Mr. Cage stated that he eats food according to the way the animal procreates.
"I actually choose the way I eat according to the way animals have sex,""I think [they] are very dignified with sex.”
"But pigs, not so much. So I don't eat pig meat or things like that. I eat fish and fowl."
OK, I had to google it. How do pigs have sex?
What is weird about pigs is that the pig’s penis looks like a corkscrew and is 2 foot long. (That sounds funny, not undignified.) The board inserts the penis into the vulva and locks for about 15 minutes. After he finishes, he dismounts and usually goes to find a mudhole if available and relaxes being very satisfied with himself (good for him). Some are very aggressive and grunt and run the fence looking for a boar in reproduction season (humans do that as well). If all was successful they will have pigs 114 days later and hopefully have 9-15 good lively piglets that weigh 1-2 pounds.
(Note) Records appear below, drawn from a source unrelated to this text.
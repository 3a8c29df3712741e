use std::collections::HashMap;

use async_trait::async_trait;
use redis::aio::MultiplexedConnection;
use redis::streams::{StreamId, StreamReadReply};
use redis::Value;
use tracing::{debug, error, info, warn};

use soundcron_core::{dispatch::Dispatcher, error::WireError, CoreError, DispatchedJob};

use crate::error::{QueueError, Result};

/// Create the stream and its consumer group if either is missing.
///
/// Safe to race from several processes: an existing group is not an error.
pub async fn ensure_group(conn: &mut MultiplexedConnection, stream: &str, group: &str) -> Result<()> {
    let created: redis::RedisResult<()> = redis::cmd("XGROUP")
        .arg("CREATE")
        .arg(stream)
        .arg(group)
        .arg("$")
        .arg("MKSTREAM")
        .query_async(conn)
        .await;
    match created {
        Ok(()) => {
            info!(stream, group, "consumer group created");
            Ok(())
        }
        Err(e) if e.code() == Some("BUSYGROUP") => {
            debug!(stream, group, "consumer group already exists");
            Ok(())
        }
        Err(e) => Err(e.into()),
    }
}

/// Producer side of the work queue: one XADD per job.
pub struct RedisStreamDispatcher {
    conn: MultiplexedConnection,
    stream: String,
}

impl RedisStreamDispatcher {
    pub async fn connect(client: &redis::Client, stream: &str, group: &str) -> Result<Self> {
        let mut conn = client.get_multiplexed_async_connection().await?;
        ensure_group(&mut conn, stream, group).await?;
        Ok(Self {
            conn,
            stream: stream.to_string(),
        })
    }

    async fn enqueue(&self, job: &DispatchedJob) -> Result<String> {
        let mut conn = self.conn.clone();
        let mut cmd = redis::cmd("XADD");
        cmd.arg(&self.stream).arg("*");
        for (field, value) in job.to_fields() {
            cmd.arg(field).arg(value);
        }
        Ok(cmd.query_async(&mut conn).await?)
    }
}

#[async_trait]
impl Dispatcher for RedisStreamDispatcher {
    /// Messages are added independently; one failed XADD does not undo the others.
    async fn dispatch(&self, jobs: &[DispatchedJob]) -> soundcron_core::Result<()> {
        let mut failed = 0usize;
        for job in jobs {
            match self.enqueue(job).await {
                Ok(entry_id) => debug!(
                    soundcron_id = %job.soundcron_id,
                    run_at = %job.run_at,
                    entry_id,
                    "job enqueued"
                ),
                Err(e) => {
                    failed += 1;
                    error!(
                        soundcron_id = %job.soundcron_id,
                        job_name = %job.name,
                        guild_id = %job.guild_id,
                        run_at = %job.run_at,
                        target_channel_id = %job.target_channel_id,
                        "enqueue failed: {e}"
                    );
                }
            }
        }
        if failed > 0 {
            return Err(CoreError::Dispatch(format!(
                "{failed} of {} job(s) could not be enqueued",
                jobs.len()
            )));
        }
        Ok(())
    }
}

/// Consumer side of the work queue.
#[async_trait]
pub trait JobReceiver: Send {
    /// Wait for the next batch of jobs. Never returns an empty batch.
    async fn receive_jobs(&mut self) -> Result<Vec<DispatchedJob>>;
}

/// Reads the stream as one named consumer of the shared group.
///
/// Parsed messages are acknowledged before they are returned, and returned
/// even when the acknowledgement fails. Messages that fail to parse are
/// logged and left pending.
pub struct RedisJobReceiver {
    conn: MultiplexedConnection,
    stream: String,
    group: String,
    consumer: String,
    count: usize,
}

impl RedisJobReceiver {
    /// Opens a dedicated connection; `XREADGROUP ... BLOCK 0` holds it until
    /// messages arrive.
    pub async fn connect(
        client: &redis::Client,
        stream: &str,
        group: &str,
        consumer: &str,
        count: usize,
    ) -> Result<Self> {
        let mut conn = client.get_multiplexed_async_connection().await?;
        ensure_group(&mut conn, stream, group).await?;
        info!(stream, group, consumer, "job receiver connected");
        Ok(Self {
            conn,
            stream: stream.to_string(),
            group: group.to_string(),
            consumer: consumer.to_string(),
            count: count.max(1),
        })
    }
}

/// Group reads and acknowledgements, apart from the job decoding done on top.
#[async_trait]
trait GroupReader: Send {
    fn stream(&self) -> &str;

    /// Block for the next batch of new entries delivered to this consumer.
    async fn read_batch(&mut self) -> Result<Vec<StreamId>>;

    async fn ack(&mut self, entry_id: &str) -> Result<()>;
}

#[async_trait]
impl GroupReader for RedisJobReceiver {
    fn stream(&self) -> &str {
        &self.stream
    }

    async fn read_batch(&mut self) -> Result<Vec<StreamId>> {
        let reply: StreamReadReply = redis::cmd("XREADGROUP")
            .arg("GROUP")
            .arg(&self.group)
            .arg(&self.consumer)
            .arg("COUNT")
            .arg(self.count)
            .arg("BLOCK")
            .arg(0)
            .arg("STREAMS")
            .arg(&self.stream)
            .arg(">")
            .query_async(&mut self.conn)
            .await?;
        Ok(reply.keys.into_iter().flat_map(|k| k.ids).collect())
    }

    async fn ack(&mut self, entry_id: &str) -> Result<()> {
        let _: i64 = redis::cmd("XACK")
            .arg(&self.stream)
            .arg(&self.group)
            .arg(entry_id)
            .query_async(&mut self.conn)
            .await?;
        Ok(())
    }
}

#[async_trait]
impl JobReceiver for RedisJobReceiver {
    async fn receive_jobs(&mut self) -> Result<Vec<DispatchedJob>> {
        receive_from(self).await
    }
}

/// Read until at least one entry decodes. Decoded entries are acknowledged
/// and returned; a failed XACK is logged and the job is still returned.
/// Malformed entries stay pending.
async fn receive_from<R: GroupReader>(reader: &mut R) -> Result<Vec<DispatchedJob>> {
    loop {
        let entries = reader.read_batch().await?;
        let mut jobs = Vec::new();
        for entry in entries {
            match decode_entry(&entry) {
                Ok(job) => {
                    if let Err(e) = reader.ack(&entry.id).await {
                        warn!(
                            stream = %reader.stream(),
                            entry_id = %entry.id,
                            soundcron_id = %job.soundcron_id,
                            job_name = %job.name,
                            run_at = %job.run_at,
                            "ack failed, delivering anyway: {e}"
                        );
                    }
                    jobs.push(job);
                }
                Err(e) => warn!(
                    stream = %reader.stream(),
                    "{}",
                    QueueError::Wire {
                        entry_id: entry.id.clone(),
                        source: e,
                    }
                ),
            }
        }
        if !jobs.is_empty() {
            return Ok(jobs);
        }
    }
}

/// Decode one stream entry. Values that are not byte strings count as missing.
pub fn decode_entry(entry: &StreamId) -> std::result::Result<DispatchedJob, WireError> {
    let fields: HashMap<String, Vec<u8>> = entry
        .map
        .iter()
        .filter_map(|(k, v)| value_bytes(v).map(|b| (k.clone(), b)))
        .collect();
    DispatchedJob::from_fields(&fields)
}

fn value_bytes(value: &Value) -> Option<Vec<u8>> {
    match value {
        Value::BulkString(bytes) => Some(bytes.clone()),
        Value::SimpleString(s) => Some(s.clone().into_bytes()),
        Value::Int(i) => Some(i.to_string().into_bytes()),
        _ => None,
    }
}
I’m sorry but I do not see something undignified in that! How is that different to the way Nicolas is having sex? As far as I know fish (some of them at least) only lay eggs and the male just releases sperm over them! That means that technically the male just ejaculates in front of everybody over some eggs. How is that more noble?
Also, if you are not eating pork, you are missing stuff like that:
Ok, what to expect from a guy who named his son "Kal-El"?